*ACTION ITEM*. Write out all the data again, exactly.

DATA LISTING section start

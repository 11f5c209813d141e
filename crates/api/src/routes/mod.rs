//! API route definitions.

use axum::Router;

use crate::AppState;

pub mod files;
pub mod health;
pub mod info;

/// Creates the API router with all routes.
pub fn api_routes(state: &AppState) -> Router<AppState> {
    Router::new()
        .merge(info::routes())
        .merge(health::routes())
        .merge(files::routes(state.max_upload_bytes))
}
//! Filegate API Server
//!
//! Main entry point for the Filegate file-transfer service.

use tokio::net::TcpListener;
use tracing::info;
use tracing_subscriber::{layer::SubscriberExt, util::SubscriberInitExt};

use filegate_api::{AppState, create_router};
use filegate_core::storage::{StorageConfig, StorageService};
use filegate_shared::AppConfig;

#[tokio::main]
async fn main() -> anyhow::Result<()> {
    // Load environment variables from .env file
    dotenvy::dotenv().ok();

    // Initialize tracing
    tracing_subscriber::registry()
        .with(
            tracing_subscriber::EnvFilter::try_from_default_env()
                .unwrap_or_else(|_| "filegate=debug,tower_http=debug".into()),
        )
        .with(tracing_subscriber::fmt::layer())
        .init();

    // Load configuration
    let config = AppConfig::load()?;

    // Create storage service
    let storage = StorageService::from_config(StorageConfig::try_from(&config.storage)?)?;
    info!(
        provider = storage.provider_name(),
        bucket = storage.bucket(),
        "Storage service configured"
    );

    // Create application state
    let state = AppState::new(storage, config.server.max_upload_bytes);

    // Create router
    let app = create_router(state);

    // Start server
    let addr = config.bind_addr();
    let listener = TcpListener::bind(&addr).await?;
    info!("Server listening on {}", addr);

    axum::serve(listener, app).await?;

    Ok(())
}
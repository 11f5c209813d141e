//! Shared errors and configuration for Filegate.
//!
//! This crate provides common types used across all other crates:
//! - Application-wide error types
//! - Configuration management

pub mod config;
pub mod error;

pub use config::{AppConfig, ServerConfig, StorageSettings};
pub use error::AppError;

DATA LISTING section end

*OUTPUT*.
repository 11f5c209813d141e
filename crates/api/src/routes/mod.rs
//! API route definitions.

use axum::Router;

use crate::AppState;

pub mod files;
pub mod health;
pub mod info;

/// Creates the API router with all routes.
pub fn api_routes(state: &AppState) -> Router<AppState> {
    Router::new()
        .merge(info::routes())
        .merge(health::routes())
        .merge(files::routes(state.max_upload_bytes))
}
//! Filegate API Server
//!
//! Main entry point for the Filegate file-transfer service.

use tokio::net::TcpListener;
use tracing::info;
use tracing_subscriber::{layer::SubscriberExt, util::SubscriberInitExt};

use filegate_api::{AppState, create_router};
use filegate_core::storage::{StorageConfig, StorageService};
use filegate_shared::AppConfig;

#[tokio::main]
async fn main() -> anyhow::Result<()> {
    // Load environment variables from .env file
    dotenvy::dotenv().ok();

    // Initialize tracing
    tracing_subscriber::registry()
        .with(
            tracing_subscriber::EnvFilter::try_from_default_env()
                .unwrap_or_else(|_| "filegate=debug,tower_http=debug".into()),
        )
        .with(tracing_subscriber::fmt::layer())
        .init();

    // Load configuration
    let config = AppConfig::load()?;

    // Create storage service
    let storage = StorageService::from_config(StorageConfig::try_from(&config.storage)?)?;
    info!(
        provider = storage.provider_name(),
        bucket = storage.bucket(),
        "Storage service configured"
    );

    // Create application state
    let state = AppState::new(storage, config.server.max_upload_bytes);

    // Create router
    let app = create_router(state);

    // Start server
    let addr = config.bind_addr();
    let listener = TcpListener::bind(&addr).await?;
    info!("Server listening on {}", addr);

    axum::serve(listener, app).await?;

    Ok(())
}
repository 11f5c209813d141e
//! Shared errors and configuration for Filegate.
//!
//! This crate provides common types used across all other crates:
//! - Application-wide error types
//! - Configuration management

pub mod config;
pub mod error;

pub use config::{AppConfig, ServerConfig, StorageSettings};
pub use error::AppError;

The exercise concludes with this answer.